use anyhow::Context;
use api::{router, AppState};
use importer::{PgStore, ProjectTypeCatalog};
use sqlx::postgres::PgPoolOptions;
use std::sync::Arc;
use tracing_subscriber::{layer::SubscriberExt, util::SubscriberInitExt};

#[derive(Debug, Clone)]
struct Config {
    db_url: String,
    bind: String,
    max_connections: u32,
}

impl Config {
    fn from_env() -> anyhow::Result<Self> {
        Ok(Self {
            db_url: std::env::var("DB_URL").context("DB_URL env var missing")?,
            bind: std::env::var("API_BIND").unwrap_or_else(|_| "127.0.0.1:8080".to_string()),
            max_connections: std::env::var("DB_MAX_CONNECTIONS")
                .unwrap_or_else(|_| "10".to_string())
                .parse()
                .unwrap_or(10),
        })
    }
}

#[tokio::main]
async fn main() -> anyhow::Result<()> {
    dotenvy::dotenv().ok();

    tracing_subscriber::registry()
        .with(
            tracing_subscriber::EnvFilter::try_from_default_env()
                .unwrap_or_else(|_| "api=debug,importer=info,tower_http=debug".into()),
        )
        .with(tracing_subscriber::fmt::layer())
        .init();

    let config = Config::from_env()?;
    let catalog = ProjectTypeCatalog::from_env().context("Failed to load project types")?;

    tracing::info!("Connecting to database");
    let pool = PgPoolOptions::new()
        .max_connections(config.max_connections)
        .connect(&config.db_url)
        .await
        .context("Failed to connect to database")?;
    tracing::info!("Database connected");

    let state = AppState::new(Arc::new(PgStore::new(pool)), Arc::new(catalog));
    let app = router(state);

    tracing::info!(bind = %config.bind, "API listening");

    let listener = tokio::net::TcpListener::bind(&config.bind).await?;
    axum::serve(listener, app).await?;

    Ok(())
}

• What you need to do: The line containing "listener = tokio::net::TcpListener::bind(&config.bind).await?;" and all lines after it, through the end of the entries above, are to be returned exactly and alone.

• Response:
    let listener = tokio::net::TcpListener::bind(&config.bind).await?;
    axum::serve(listener, app).await?;

    Ok(())
}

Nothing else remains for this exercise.